Stored items:
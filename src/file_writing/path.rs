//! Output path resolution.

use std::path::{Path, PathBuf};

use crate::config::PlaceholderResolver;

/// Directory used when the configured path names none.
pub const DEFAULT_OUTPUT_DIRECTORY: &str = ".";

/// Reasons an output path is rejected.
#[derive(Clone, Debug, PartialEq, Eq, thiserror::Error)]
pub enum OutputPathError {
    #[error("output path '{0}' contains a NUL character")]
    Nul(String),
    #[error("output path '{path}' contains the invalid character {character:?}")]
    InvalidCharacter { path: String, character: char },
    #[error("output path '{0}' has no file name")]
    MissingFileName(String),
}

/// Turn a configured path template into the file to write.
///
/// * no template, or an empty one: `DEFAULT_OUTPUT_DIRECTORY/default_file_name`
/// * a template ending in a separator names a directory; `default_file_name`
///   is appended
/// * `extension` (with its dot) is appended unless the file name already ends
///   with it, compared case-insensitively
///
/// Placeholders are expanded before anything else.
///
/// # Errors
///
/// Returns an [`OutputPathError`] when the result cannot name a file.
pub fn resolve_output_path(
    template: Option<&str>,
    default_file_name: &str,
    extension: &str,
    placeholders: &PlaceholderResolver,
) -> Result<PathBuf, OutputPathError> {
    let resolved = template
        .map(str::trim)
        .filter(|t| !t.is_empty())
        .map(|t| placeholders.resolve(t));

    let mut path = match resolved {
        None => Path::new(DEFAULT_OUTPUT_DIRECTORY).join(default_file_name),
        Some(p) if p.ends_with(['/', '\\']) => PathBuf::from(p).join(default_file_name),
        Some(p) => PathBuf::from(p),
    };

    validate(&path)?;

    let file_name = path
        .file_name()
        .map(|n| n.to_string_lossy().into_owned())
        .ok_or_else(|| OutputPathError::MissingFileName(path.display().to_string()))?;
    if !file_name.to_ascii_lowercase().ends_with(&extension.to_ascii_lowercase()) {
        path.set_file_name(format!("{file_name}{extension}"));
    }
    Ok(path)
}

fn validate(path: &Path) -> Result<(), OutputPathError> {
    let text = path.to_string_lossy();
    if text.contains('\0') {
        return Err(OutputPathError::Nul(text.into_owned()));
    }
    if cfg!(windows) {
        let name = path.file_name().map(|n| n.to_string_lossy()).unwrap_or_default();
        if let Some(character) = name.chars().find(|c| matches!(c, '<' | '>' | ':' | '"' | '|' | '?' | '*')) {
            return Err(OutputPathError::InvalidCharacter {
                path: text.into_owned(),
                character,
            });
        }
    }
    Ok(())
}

Requirement: An exact copy of every line above, start to finish, is required.

Written reply:
filename src/file_writing/path.rs
//! Output path resolution.

use std::path::{Path, PathBuf};

use crate::config::PlaceholderResolver;

/// Directory used when the configured path names none.
pub const DEFAULT_OUTPUT_DIRECTORY: &str = ".";

/// Reasons an output path is rejected.
#[derive(Clone, Debug, PartialEq, Eq, thiserror::Error)]
pub enum OutputPathError {
    #[error("output path '{0}' contains a NUL character")]
    Nul(String),
    #[error("output path '{path}' contains the invalid character {character:?}")]
    InvalidCharacter { path: String, character: char },
    #[error("output path '{0}' has no file name")]
    MissingFileName(String),
}

/// Turn a configured path template into the file to write.
///
/// * no template, or an empty one: `DEFAULT_OUTPUT_DIRECTORY/default_file_name`
/// * a template ending in a separator names a directory; `default_file_name`
///   is appended
/// * `extension` (with its dot) is appended unless the file name already ends
///   with it, compared case-insensitively
///
/// Placeholders are expanded before anything else.
///
/// # Errors
///
/// Returns an [`OutputPathError`] when the result cannot name a file.
pub fn resolve_output_path(
    template: Option<&str>,
    default_file_name: &str,
    extension: &str,
    placeholders: &PlaceholderResolver,
) -> Result<PathBuf, OutputPathError> {
    let resolved = template
        .map(str::trim)
        .filter(|t| !t.is_empty())
        .map(|t| placeholders.resolve(t));

    let mut path = match resolved {
        None => Path::new(DEFAULT_OUTPUT_DIRECTORY).join(default_file_name),
        Some(p) if p.ends_with(['/', '\\']) => PathBuf::from(p).join(default_file_name),
        Some(p) => PathBuf::from(p),
    };

    validate(&path)?;

    let file_name = path
        .file_name()
        .map(|n| n.to_string_lossy().into_owned())
        .ok_or_else(|| OutputPathError::MissingFileName(path.display().to_string()))?;
    if !file_name.to_ascii_lowercase().ends_with(&extension.to_ascii_lowercase()) {
        path.set_file_name(format!("{file_name}{extension}"));
    }
    Ok(path)
}

fn validate(path: &Path) -> Result<(), OutputPathError> {
    let text = path.to_string_lossy();
    if text.contains('\0') {
        return Err(OutputPathError::Nul(text.into_owned()));
    }
    if cfg!(windows) {
        let name = path.file_name().map(|n| n.to_string_lossy()).unwrap_or_default();
        if let Some(character) = name.chars().find(|c| matches!(c, '<' | '>' | ':' | '"' | '|' | '?' | '*')) {
            return Err(OutputPathError::InvalidCharacter {
                path: text.into_owned(),
                character,
            });
        }
    }
    Ok(())
}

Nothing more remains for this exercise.